- Task to carry out -
In the records below, find the line that contains "self.root.notify(notification)" and the line that contains "fn fmt(&self, f: &mut", then retype exactly those two lines and every line between them.

- Records supplied -
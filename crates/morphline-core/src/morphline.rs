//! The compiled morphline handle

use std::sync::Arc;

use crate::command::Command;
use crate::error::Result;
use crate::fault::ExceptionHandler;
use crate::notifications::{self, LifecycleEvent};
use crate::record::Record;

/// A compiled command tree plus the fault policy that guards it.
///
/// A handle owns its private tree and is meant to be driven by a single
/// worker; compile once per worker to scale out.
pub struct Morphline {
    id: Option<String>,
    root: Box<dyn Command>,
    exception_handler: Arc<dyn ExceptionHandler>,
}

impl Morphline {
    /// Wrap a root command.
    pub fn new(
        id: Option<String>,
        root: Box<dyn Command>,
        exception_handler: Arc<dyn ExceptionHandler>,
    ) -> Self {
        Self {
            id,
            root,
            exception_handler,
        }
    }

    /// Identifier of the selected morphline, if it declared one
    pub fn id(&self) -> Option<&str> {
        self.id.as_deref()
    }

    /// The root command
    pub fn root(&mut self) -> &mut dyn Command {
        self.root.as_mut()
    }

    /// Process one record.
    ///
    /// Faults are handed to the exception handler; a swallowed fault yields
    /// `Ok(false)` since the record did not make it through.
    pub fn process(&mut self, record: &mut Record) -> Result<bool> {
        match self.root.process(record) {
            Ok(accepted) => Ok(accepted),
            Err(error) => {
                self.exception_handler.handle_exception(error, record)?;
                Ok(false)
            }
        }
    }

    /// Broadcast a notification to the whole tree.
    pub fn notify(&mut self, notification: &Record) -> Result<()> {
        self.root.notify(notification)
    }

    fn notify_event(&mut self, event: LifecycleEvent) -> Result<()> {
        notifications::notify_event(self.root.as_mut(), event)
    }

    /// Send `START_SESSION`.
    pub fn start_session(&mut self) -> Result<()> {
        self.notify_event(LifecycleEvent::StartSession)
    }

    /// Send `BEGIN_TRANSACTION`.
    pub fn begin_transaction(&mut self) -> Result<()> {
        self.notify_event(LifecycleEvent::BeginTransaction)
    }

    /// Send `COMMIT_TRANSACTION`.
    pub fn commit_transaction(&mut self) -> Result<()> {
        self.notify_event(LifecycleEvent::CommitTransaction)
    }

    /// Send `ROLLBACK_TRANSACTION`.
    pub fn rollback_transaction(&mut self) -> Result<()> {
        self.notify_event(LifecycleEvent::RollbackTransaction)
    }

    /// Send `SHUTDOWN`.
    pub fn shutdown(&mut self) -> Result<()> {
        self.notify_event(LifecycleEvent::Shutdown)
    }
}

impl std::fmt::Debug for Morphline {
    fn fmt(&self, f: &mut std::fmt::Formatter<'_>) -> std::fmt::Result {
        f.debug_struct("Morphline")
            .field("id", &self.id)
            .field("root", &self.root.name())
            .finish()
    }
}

- Finished task -
        self.root.notify(notification)
    }

    fn notify_event(&mut self, event: LifecycleEvent) -> Result<()> {
        notifications::notify_event(self.root.as_mut(), event)
    }

    /// Send `START_SESSION`.
    pub fn start_session(&mut self) -> Result<()> {
        self.notify_event(LifecycleEvent::StartSession)
    }

    /// Send `BEGIN_TRANSACTION`.
    pub fn begin_transaction(&mut self) -> Result<()> {
        self.notify_event(LifecycleEvent::BeginTransaction)
    }

    /// Send `COMMIT_TRANSACTION`.
    pub fn commit_transaction(&mut self) -> Result<()> {
        self.notify_event(LifecycleEvent::CommitTransaction)
    }

    /// Send `ROLLBACK_TRANSACTION`.
    pub fn rollback_transaction(&mut self) -> Result<()> {
        self.notify_event(LifecycleEvent::RollbackTransaction)
    }

    /// Send `SHUTDOWN`.
    pub fn shutdown(&mut self) -> Result<()> {
        self.notify_event(LifecycleEvent::Shutdown)
    }
}

impl std::fmt::Debug for Morphline {
    fn fmt(&self, f: &mut std::fmt::Formatter<'_>) -> std::fmt::Result {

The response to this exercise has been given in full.